Interleukin 11 alone was capable of driving significant tumour growth in a non-cell-autonomous fashion: that is, expanding the populations of both the IL-8-expressing cells and the parenteral tumour cells.

This suggests that IL-11 expression is sufficient to drive tumour proliferation.

Tumours that contained populations of each of the 18 sub-clones grew more quickly than any of those that just contained a single sub-clone.

These tumours also displayed leakage from blood and lymphatic vessels, and a high proportion of them were metastatic.

Tumours derived from a sub-clone expressing c-fos-induced growth factor (FIGF) also displayed increased vascular leakage.

The researchers therefore injected mice with a combination of IL-11 and FIGF expressing tumour cells, and found that the resulting tumours displayed this phenotype; they were also fast growing and metastatic.

This suggests that the presence of several interacting sub-clones within a tumour can produce a phenotype that is different from either alone.

Polyak and her co-workers then investigated the mechanism through which interleukin 11 drives tumour growth.

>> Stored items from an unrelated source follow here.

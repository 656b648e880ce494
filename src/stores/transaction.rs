//! Defines the transaction store trait.

use crate::{
    Error,
    models::{NewTransaction, Transaction, UserId},
};

/// Handles the creation and retrieval of transactions.
pub trait TransactionStore {
    /// Create a new transaction in the store.
    ///
    /// The transaction collection keeps its own ID sequence, independent of
    /// the user collection. The same atomicity requirement as
    /// [UserStore::create](crate::stores::UserStore::create) applies.
    fn create(&mut self, new_transaction: NewTransaction) -> Result<Transaction, Error>;

    /// Retrieve the transactions created for `user_id`, in insertion order.
    ///
    /// An unknown `user_id` yields an empty list, never an error: whether
    /// the user exists is not this trait's concern.
    fn for_user(&self, user_id: &UserId) -> Result<Vec<Transaction>, Error>;
}
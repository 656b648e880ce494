//! The in-memory user store.

use std::sync::{Arc, Mutex};

use crate::{
    Error,
    models::{NewUser, User, UserId},
    stores::UserStore,
};

/// Keeps users in a process-local vector for the lifetime of the server.
///
/// Cloning the store produces another handle to the same collection, which
/// is how the router state and the request handlers share it.
#[derive(Clone, Debug, Default)]
pub struct MemoryUserStore {
    users: Arc<Mutex<Vec<User>>>,
}

impl MemoryUserStore {
    /// Create an empty user store.
    pub fn new() -> Self {
        Self::default()
    }
}

impl UserStore for MemoryUserStore {
    /// Assign the next sequential ID and append the user.
    ///
    /// The ID is the collection length plus one, as a decimal string. This
    /// is collision-free only because records are never deleted, and the ID
    /// must be taken under the same lock as the append so parallel creates
    /// cannot mint the same ID.
    ///
    /// # Panics
    ///
    /// Panics if the store lock is poisoned.
    fn create(&mut self, new_user: NewUser) -> Result<User, Error> {
        let mut users = self.users.lock().unwrap();

        let id = UserId::new((users.len() + 1).to_string());
        let user = User {
            id,
            name: new_user.name,
            email: new_user.email,
            account_type: new_user.account_type,
        };
        users.push(user.clone());

        Ok(user)
    }

    /// Get the user with the given ID, or [Error::UserNotFound] if no such
    /// user exists.
    ///
    /// # Panics
    ///
    /// Panics if the store lock is poisoned.
    fn get(&self, id: &UserId) -> Result<User, Error> {
        self.users
            .lock()
            .unwrap()
            .iter()
            .find(|user| &user.id == id)
            .cloned()
            .ok_or(Error::UserNotFound)
    }
}

#[cfg(test)]
mod memory_user_store_tests {
    use super::{MemoryUserStore, UserStore};
    use crate::{
        Error,
        models::{AccountType, NewUser, UserId},
    };

    fn test_user(name: &str) -> NewUser {
        NewUser {
            name: name.to_owned(),
            email: "test@example.com".to_owned(),
            account_type: AccountType::Basic,
        }
    }

    #[test]
    fn assigns_sequential_string_ids() {
        let mut store = MemoryUserStore::new();

        let first = store.create(test_user("Akash Roy")).unwrap();
        let second = store.create(test_user("Priya James")).unwrap();

        assert_eq!(first.id.as_str(), "1");
        assert_eq!(second.id.as_str(), "2");
    }

    #[test]
    fn get_returns_the_stored_user() {
        let mut store = MemoryUserStore::new();
        let inserted = store.create(test_user("Akash Roy")).unwrap();

        let retrieved = store.get(&inserted.id).unwrap();

        assert_eq!(retrieved, inserted);
    }

    #[test]
    fn get_fails_with_non_existent_id() {
        let store = MemoryUserStore::new();

        assert_eq!(store.get(&UserId::new("42")), Err(Error::UserNotFound));
    }

    #[test]
    fn parallel_creates_assign_distinct_ids() {
        let store = MemoryUserStore::new();
        let thread_count = 8;

        let handles: Vec<_> = (0..thread_count)
            .map(|_| {
                let mut store = store.clone();
                std::thread::spawn(move || store.create(test_user("Akash Roy")).unwrap())
            })
            .collect();

        let mut ids: Vec<String> = handles
            .into_iter()
            .map(|handle| handle.join().unwrap().id.as_str().to_owned())
            .collect();

        ids.sort();
        ids.dedup();
        assert_eq!(
            ids.len(),
            thread_count,
            "want {thread_count} distinct ids, got {ids:?}"
        );

        let stored = store.users.lock().unwrap().len();
        assert_eq!(stored, thread_count, "want {thread_count} users, got {stored}");
    }

    #[test]
    fn clones_share_the_same_collection() {
        let mut store = MemoryUserStore::new();
        let handle = store.clone();

        let inserted = store.create(test_user("Akash Roy")).unwrap();

        assert_eq!(handle.get(&inserted.id), Ok(inserted));
    }
}
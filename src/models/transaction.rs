//! This file defines a transaction between a user and a recipient.

use std::fmt::Display;

use serde::{Deserialize, Serialize};

use crate::models::UserId;

/// A newtype wrapper for transaction IDs.
///
/// Transaction IDs are decimal strings assigned sequentially within the
/// transaction collection, independent of user IDs.
#[derive(Clone, Debug, PartialEq, Eq, Hash, Serialize, Deserialize)]
pub struct TransactionId(String);

impl TransactionId {
    /// Create a new transaction ID.
    pub fn new(id: impl Into<String>) -> Self {
        Self(id.into())
    }

    /// The ID as a string slice.
    pub fn as_str(&self) -> &str {
        &self.0
    }
}

impl Display for TransactionId {
    fn fmt(&self, f: &mut std::fmt::Formatter<'_>) -> std::fmt::Result {
        self.0.fmt(f)
    }
}

/// The direction of a transaction from the user's point of view.
///
/// Matched case-insensitively by the validator, lowercase at rest.
#[derive(Clone, Copy, Debug, PartialEq, Eq, Serialize, Deserialize)]
#[serde(rename_all = "lowercase")]
pub enum TransactionType {
    /// Money coming into the user's account.
    Credit,
    /// Money leaving the user's account.
    Debit,
}

impl TransactionType {
    /// Parse an already lowercased transaction type string.
    pub fn parse(value: &str) -> Option<Self> {
        match value {
            "credit" => Some(Self::Credit),
            "debit" => Some(Self::Debit),
            _ => None,
        }
    }

    /// The lowercase wire representation.
    pub fn as_str(self) -> &'static str {
        match self {
            Self::Credit => "credit",
            Self::Debit => "debit",
        }
    }
}

impl Display for TransactionType {
    fn fmt(&self, f: &mut std::fmt::Formatter<'_>) -> std::fmt::Result {
        f.write_str(self.as_str())
    }
}

/// A transaction created on behalf of a user.
///
/// The user is referenced by ID only, never held as a live object: if the
/// user collection could ever shrink, the reference would simply dangle.
/// `recipient_id` is an opaque identifier and is deliberately never checked
/// against the user collection, since recipients may be external parties.
#[derive(Clone, Debug, PartialEq, Serialize, Deserialize)]
#[serde(rename_all = "camelCase")]
pub struct Transaction {
    /// The ID assigned by the transaction store.
    pub id: TransactionId,
    /// The user the transaction belongs to.
    pub user_id: UserId,
    /// The amount of money moved, rounded to a whole number.
    pub amount: i64,
    /// Whether the transaction is a credit or a debit.
    #[serde(rename = "type")]
    pub kind: TransactionType,
    /// Who the money went to or came from.
    pub recipient_id: String,
}

/// A validated, normalized transaction that has not been assigned an ID yet.
///
/// Produced by [validate_transaction](crate::validation::validate_transaction)
/// and consumed by
/// [TransactionStore::create](crate::stores::TransactionStore::create).
#[derive(Clone, Debug, PartialEq)]
pub struct NewTransaction {
    /// The user the transaction belongs to. Existence is checked by the
    /// service, not the validator.
    pub user_id: UserId,
    /// The amount, already rounded to the nearest whole number.
    pub amount: i64,
    /// Whether the transaction is a credit or a debit.
    pub kind: TransactionType,
    /// Who the money went to or came from.
    pub recipient_id: String,
}

#[cfg(test)]
mod transaction_tests {
    use serde_json::json;

    use super::{Transaction, TransactionId, TransactionType};
    use crate::models::UserId;

    #[test]
    fn serializes_with_wire_field_names() {
        let transaction = Transaction {
            id: TransactionId::new("1"),
            user_id: UserId::new("1"),
            amount: 100,
            kind: TransactionType::Credit,
            recipient_id: "R1".to_owned(),
        };

        let got = serde_json::to_value(&transaction).unwrap();
        let want = json!({
            "id": "1",
            "userId": "1",
            "amount": 100,
            "type": "credit",
            "recipientId": "R1",
        });

        assert_eq!(got, want, "want {want}, got {got}");
    }

    #[test]
    fn amount_serializes_as_json_integer() {
        let transaction = Transaction {
            id: TransactionId::new("1"),
            user_id: UserId::new("1"),
            amount: 250,
            kind: TransactionType::Debit,
            recipient_id: "R1".to_owned(),
        };

        let text = serde_json::to_string(&transaction).unwrap();

        assert!(
            text.contains("\"amount\":250"),
            "want integer amount in {text}"
        );
    }
}
//! Defines the endpoint for fetching a single user by ID.

use axum::{
    Json,
    extract::{Path, State},
    response::{IntoResponse, Response},
};

use crate::{
    models::UserId,
    state::AppState,
    stores::{TransactionStore, UserStore},
    user::core::get_user,
};

/// A route handler for fetching the user with the ID in the request path.
///
/// Responds with 200 and the user on success, or 404 when no user has that
/// ID.
pub async fn get_user_endpoint<U, T>(
    State(state): State<AppState<U, T>>,
    Path(user_id): Path<String>,
) -> Response
where
    U: UserStore + Clone + Send + Sync,
    T: TransactionStore + Clone + Send + Sync,
{
    match get_user(&UserId::new(user_id), &state.user_store) {
        Ok(user) => Json(user).into_response(),
        Err(error) => error.into_response(),
    }
}

#[cfg(test)]
mod get_user_endpoint_tests {
    use axum_test::TestServer;
    use serde_json::{Value, json};

    use crate::{build_router, create_app_state, endpoints};

    fn new_test_server() -> TestServer {
        TestServer::new(build_router(create_app_state()))
    }

    #[tokio::test]
    async fn fetches_a_created_user() {
        let server = new_test_server();
        let created: Value = server
            .post(endpoints::USERS)
            .json(&json!({
                "name": "Akash Roy",
                "email": "akash@example.com",
                "accountType": "basic",
            }))
            .await
            .json();

        let id = created["id"].as_str().expect("want a string id");
        let response = server
            .get(&endpoints::format_endpoint(endpoints::USER, id))
            .await;

        response.assert_status_ok();
        response.assert_json(&created);
    }

    #[tokio::test]
    async fn unknown_id_gets_404() {
        let server = new_test_server();

        let response = server
            .get(&endpoints::format_endpoint(endpoints::USER, "999"))
            .await;

        response.assert_status_not_found();
        response.assert_json(&json!({ "error": "User not found" }));
    }
}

They showed that IL-11 could stimulate tumour proliferation independently of the concentration of its specific receptor, IL1Rα, and that IL-11-driven tumours had significant differences from others in their vasculature and intracellular matrix; this suggested that the increase in growth might be attributable to changes in the micro-environment.

The researchers developed a mathematical model for the interactions between sub-populations of tumour cells and their effect on tumour growth.

A presumed positive effect of the IL-11 secreting clone on the growth rates of all other clones was included in the model.

In the absence of IL-11, the fastest growing clone was predicted to out-compete all other clones, leading to a loss of tumour heterogeneity; in contrast, IL-11 was predicted to stimulate the growth of other clones in a non-cell-autonomous way and thus to maintain tumour heterogeneity.

Tumour heterogeneity was also reduced in tumours that were treated with doxorubicin, a chemotherapeutic agent that is commonly used to treat breast cancer.

These findings prompted a more detailed analysis of IL-11/LOXL3 tumours, which revealed that the faster-growing LOXL3 sub-clone could out-compete the IL-11 sub-clone, leading to a loss of IL-11 secreting cells that could eventually lead to tumour collapse probably through changes to the micro-environment.

Taken together, these results suggest that the most abundant sub-clone within a tumour may not be the one that drives its proliferation, and, therefore, that focusing diagnostics and clinical decision making on the properties of these cells may be misleading.

Reference

​Marusyk, A., Tabassum, D.P., Altrock, P.M., Almendro, A., Michor, F. and Polyak, K. (2014). Non-cell-autonomous driving of tumour growthsupports sub-clonal heterogeneity. Nature, published online ahead of print 30 July 2014.